In [None]:
import pandas as pd
import numpy as np
import itertools as it
import os
import io
import logging
import boto3
import sys
import datetime
from scipy.special import logit, expit
from sklearn.model_selection import train_test_split, cross_val_score, KFold, GridSearchCV, RandomizedSearchCV
from xgboost.sklearn import XGBRegressor


In [None]:
TARGET_DATE: str = (datetime.datetime.today() - datetime.timedelta(days=1)).strftime('%Y-%m-%d')

In [None]:
!pip freeze

# Reading Data 

Reading data from multiple sources, with the corresponding query

### Step 1 of the Prediction Process: Getting Data
Step 1.1: update the funnel metrics by Sagemaker ipynb file 'query_pipeline' under the '/query' folder

Step 1.2: run each of the query in the '/day28_prediction/query/' to extract each input csv below

In [None]:
logger = logging.getLogger()
logger.info(f'Loading inputs')

s3 = boto3.resource('s3')
bucket = s3.Bucket(input_bucket)

data_list = []
# Iterates through all the objects, doing the pagination for you. Each obj
# is an ObjectSummary, so it doesn't contain the body.
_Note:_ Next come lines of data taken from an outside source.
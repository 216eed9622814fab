use chrono::{DateTime, Utc};
use sea_orm::entity::prelude::*;
use serde::{Deserialize, Serialize};
use uuid::Uuid;
use validator::Validate;

#[derive(Clone, Debug, PartialEq, Eq, DeriveEntityModel, Serialize, Deserialize, Validate)]
#[sea_orm(table_name = "customers")]
pub struct Model {
    #[sea_orm(primary_key, auto_increment = false)]
    pub id: Uuid,

    #[sea_orm(unique)]
    #[validate(email(message = "A valid email is required"))]
    pub email: String,

    #[validate(length(min = 1, max = 100, message = "Name is required"))]
    pub full_name: String,
    pub phone: Option<String>,
    pub address: Option<String>,

    /// Set for accounts created through an external identity provider.
    pub provider: Option<String>,
    pub provider_id: Option<String>,

    pub created_at: DateTime<Utc>,
    pub updated_at: Option<DateTime<Utc>>,
}

#[derive(Copy, Clone, Debug, EnumIter, DeriveRelation)]
pub enum Relation {
    #[sea_orm(has_many = "super::order::Entity")]
    Orders,
    #[sea_orm(has_many = "super::review::Entity")]
    Reviews,
}

impl Related<super::order::Entity> for Entity {
    fn to() -> RelationDef {
        Relation::Orders.def()
    }
}

impl Related<super::review::Entity> for Entity {
    fn to() -> RelationDef {
        Relation::Reviews.def()
    }
}

impl ActiveModelBehavior for ActiveModel {}
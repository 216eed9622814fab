pub mod admin_user;
pub mod banner;
pub mod category;
pub mod customer;
pub mod flash_sale;
pub mod order;
pub mod product;
pub mod promotion;
pub mod review;
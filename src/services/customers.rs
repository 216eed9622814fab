use crate::{
    db::{self, DbPool},
    entities::{
        customer::{
            self, ActiveModel as CustomerActiveModel, Entity as CustomerEntity,
            Model as CustomerModel,
        },
        order, review,
    },
    errors::ServiceError,
    events::{Event, EventSender},
};
use chrono::Utc;
use sea_orm::{
    ActiveModelTrait, ColumnTrait, EntityTrait, PaginatorTrait, QueryFilter, QueryOrder, Set,
};
use serde::{Deserialize, Serialize};
use std::sync::Arc;
use tracing::{info, instrument, warn};
use uuid::Uuid;
use validator::Validate;

#[derive(Debug, Serialize, Deserialize, Validate)]
pub struct CreateCustomerRequest {
    #[validate(email(message = "A valid email is required"))]
    pub email: String,
    #[validate(length(min = 1, max = 100, message = "Name is required"))]
    pub full_name: String,
    pub phone: Option<String>,
    pub address: Option<String>,
    pub provider: Option<String>,
    pub provider_id: Option<String>,
}

#[derive(Debug, Default, Serialize, Deserialize, Validate)]
pub struct UpdateCustomerRequest {
    #[validate(length(min = 1, max = 100, message = "Name cannot be empty"))]
    pub full_name: Option<String>,
    pub phone: Option<String>,
    pub address: Option<String>,
}

#[derive(Debug, Serialize, Deserialize)]
pub struct CustomerListResponse {
    pub customers: Vec<CustomerModel>,
    pub total: u64,
    pub page: u64,
    pub per_page: u64,
}

/// Service for customer accounts.
#[derive(Clone)]
pub struct CustomerService {
    db_pool: Arc<DbPool>,
    event_sender: Option<Arc<EventSender>>,
}

impl CustomerService {
    pub fn new(db_pool: Arc<DbPool>, event_sender: Option<Arc<EventSender>>) -> Self {
        Self {
            db_pool,
            event_sender,
        }
    }

    #[instrument(skip(self, request), fields(email = %request.email))]
    pub async fn create_customer(
        &self,
        request: CreateCustomerRequest,
    ) -> Result<CustomerModel, ServiceError> {
        request
            .validate()
            .map_err(|e| ServiceError::ValidationError(e.to_string()))?;

        let model = CustomerActiveModel {
            id: Set(Uuid::new_v4()),
            email: Set(request.email.trim().to_lowercase()),
            full_name: Set(request.full_name),
            phone: Set(request.phone),
            address: Set(request.address),
            provider: Set(request.provider),
            provider_id: Set(request.provider_id),
            created_at: Set(Utc::now()),
            updated_at: Set(None),
        };

        let created = model.insert(&*self.db_pool).await.map_err(|e| {
            if matches!(
                e.sql_err(),
                Some(sea_orm::SqlErr::UniqueConstraintViolation(_))
            ) {
                ServiceError::Conflict("A customer with this email already exists".to_string())
            } else {
                ServiceError::DatabaseError(e)
            }
        })?;

        info!(customer_id = %created.id, "customer created");
        Ok(created)
    }

    pub async fn get_customer(&self, customer_id: Uuid) -> Result<CustomerModel, ServiceError> {
        CustomerEntity::find_by_id(customer_id)
            .one(&*self.db_pool)
            .await?
            .ok_or_else(|| ServiceError::NotFound("Customer not found".to_string()))
    }

    pub async fn find_by_email(&self, email: &str) -> Result<Option<CustomerModel>, ServiceError> {
        Ok(CustomerEntity::find()
            .filter(customer::Column::Email.eq(email.trim().to_lowercase().as_str()))
            .one(&*self.db_pool)
            .await?)
    }

    #[instrument(skip(self))]
    pub async fn list_customers(
        &self,
        page: u64,
        per_page: u64,
    ) -> Result<CustomerListResponse, ServiceError> {
        let paginator = CustomerEntity::find()
            .order_by_desc(customer::Column::CreatedAt)
            .paginate(&*self.db_pool, per_page.max(1));
        let total = paginator.num_items().await?;
        let customers = paginator.fetch_page(page.saturating_sub(1)).await?;

        Ok(CustomerListResponse {
            customers,
            total,
            page,
            per_page,
        })
    }

    #[instrument(skip(self, request), fields(customer_id = %customer_id))]
    pub async fn update_customer(
        &self,
        customer_id: Uuid,
        request: UpdateCustomerRequest,
    ) -> Result<CustomerModel, ServiceError> {
        request
            .validate()
            .map_err(|e| ServiceError::ValidationError(e.to_string()))?;

        let existing = self.get_customer(customer_id).await?;
        let mut active: CustomerActiveModel = existing.into();

        if let Some(full_name) = request.full_name {
            active.full_name = Set(full_name);
        }
        if let Some(phone) = request.phone {
            active.phone = Set(Some(phone));
        }
        if let Some(address) = request.address {
            active.address = Set(Some(address));
        }
        active.updated_at = Set(Some(Utc::now()));

        Ok(active.update(&*self.db_pool).await?)
    }

    /// Removes a customer together with their reviews. Orders are kept for
    /// the books; their customer reference is cleared instead.
    #[instrument(skip(self), fields(customer_id = %customer_id))]
    pub async fn delete_customer(&self, customer_id: Uuid) -> Result<(), ServiceError> {
        self.get_customer(customer_id).await?;

        db::with_transaction(&self.db_pool, move |txn| {
            Box::pin(async move {
                review::Entity::delete_many()
                    .filter(review::Column::CustomerId.eq(customer_id))
                    .exec(txn)
                    .await?;

                order::Entity::update_many()
                    .col_expr(
                        order::Column::CustomerId,
                        sea_orm::sea_query::Expr::value(Option::<Uuid>::None),
                    )
                    .filter(order::Column::CustomerId.eq(customer_id))
                    .exec(txn)
                    .await?;

                CustomerEntity::delete_by_id(customer_id).exec(txn).await?;
                Ok(())
            })
        })
        .await?;

        info!(customer_id = %customer_id, "customer deleted");
        if let Some(sender) = &self.event_sender {
            if let Err(e) = sender.send(Event::CustomerDeleted(customer_id)).await {
                warn!(error = %e, "failed to send customer deleted event");
            }
        }

        Ok(())
    }
}
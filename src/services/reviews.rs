use crate::{
    db::DbPool,
    entities::{
        product,
        review::{
            self, ActiveModel as ReviewActiveModel, Entity as ReviewEntity, Model as ReviewModel,
        },
    },
    errors::ServiceError,
};
use chrono::Utc;
use sea_orm::{
    ActiveModelTrait, ColumnTrait, EntityTrait, PaginatorTrait, QueryFilter, QueryOrder, Set,
};
use serde::{Deserialize, Serialize};
use std::sync::Arc;
use tracing::{info, instrument};
use uuid::Uuid;
use validator::Validate;

#[derive(Debug, Serialize, Deserialize, Validate)]
pub struct CreateReviewRequest {
    pub product_id: Uuid,
    pub customer_id: Option<Uuid>,
    #[validate(length(min = 1, max = 100, message = "Reviewer name is required"))]
    pub reviewer_name: String,
    #[validate(range(min = 1, max = 5, message = "Rating must be between 1 and 5"))]
    pub rating: i32,
    pub comment: Option<String>,
}

#[derive(Debug, Serialize, Deserialize)]
pub struct ReviewListResponse {
    pub reviews: Vec<ReviewModel>,
    pub total: u64,
    pub page: u64,
    pub per_page: u64,
}

/// Service for product reviews.
#[derive(Clone)]
pub struct ReviewService {
    db_pool: Arc<DbPool>,
}

impl ReviewService {
    pub fn new(db_pool: Arc<DbPool>) -> Self {
        Self { db_pool }
    }

    #[instrument(skip(self, request), fields(product_id = %request.product_id))]
    pub async fn create_review(
        &self,
        request: CreateReviewRequest,
    ) -> Result<ReviewModel, ServiceError> {
        request
            .validate()
            .map_err(|e| ServiceError::ValidationError(e.to_string()))?;

        // A review must point at an existing product
        product::Entity::find_by_id(request.product_id)
            .one(&*self.db_pool)
            .await?
            .ok_or_else(|| ServiceError::NotFound("Product not found".to_string()))?;

        let model = ReviewActiveModel {
            id: Set(Uuid::new_v4()),
            product_id: Set(request.product_id),
            customer_id: Set(request.customer_id),
            reviewer_name: Set(request.reviewer_name),
            rating: Set(request.rating),
            comment: Set(request.comment),
            created_at: Set(Utc::now()),
        };

        let created = model.insert(&*self.db_pool).await?;
        info!(review_id = %created.id, "review created");
        Ok(created)
    }

    pub async fn get_review(&self, review_id: Uuid) -> Result<ReviewModel, ServiceError> {
        ReviewEntity::find_by_id(review_id)
            .one(&*self.db_pool)
            .await?
            .ok_or_else(|| ServiceError::NotFound("Review not found".to_string()))
    }

    /// Lists reviews, newest first, optionally restricted to one product.
    #[instrument(skip(self))]
    pub async fn list_reviews(
        &self,
        page: u64,
        per_page: u64,
        product_id: Option<Uuid>,
    ) -> Result<ReviewListResponse, ServiceError> {
        let mut query = ReviewEntity::find().order_by_desc(review::Column::CreatedAt);
        if let Some(product_id) = product_id {
            query = query.filter(review::Column::ProductId.eq(product_id));
        }

        let paginator = query.paginate(&*self.db_pool, per_page.max(1));
        let total = paginator.num_items().await?;
        let reviews = paginator.fetch_page(page.saturating_sub(1)).await?;

        Ok(ReviewListResponse {
            reviews,
            total,
            page,
            per_page,
        })
    }

    #[instrument(skip(self), fields(review_id = %review_id))]
    pub async fn delete_review(&self, review_id: Uuid) -> Result<(), ServiceError> {
        let existing = self.get_review(review_id).await?;
        let active: ReviewActiveModel = existing.into();
        active.delete(&*self.db_pool).await?;
        info!(review_id = %review_id, "review deleted");
        Ok(())
    }
}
You'll need to call
# get to get the whole body.
for obj in bucket.objects.filter(Prefix='hourspct'):
    key = obj.key
    if 'sagemaker' not in key:
        logger.info('Loading csv file {}'.format(key))
        body = obj.get()['Body']
        var_name = key.split('.')[0].split('/')[1]
        print('Reading {0} features'.format(var_name))
        exec("{0}=pd.read_csv(body, na_values = [r'\\\\N'])".format(var_name))
        exec("{0}.columns = {0}.columns.str.lower()".format(var_name))
        
        # exclude the full null columns
        exec("{0} = {0}.loc[:,{0}.isnull().sum()!={0}.shape[0]]".format(var_name))
        
        # append the feature df
        exec("data_list.append({0})".format(var_name))

In [None]:
for cnt in range(len(data_list)):
    data_list[cnt].columns = data_list[cnt].columns.str.lower().str.replace("'", "")

df = data_list[0]

for data in data_list[1:]:
    df = df.merge(data, how = 'outer', on = 'match_id')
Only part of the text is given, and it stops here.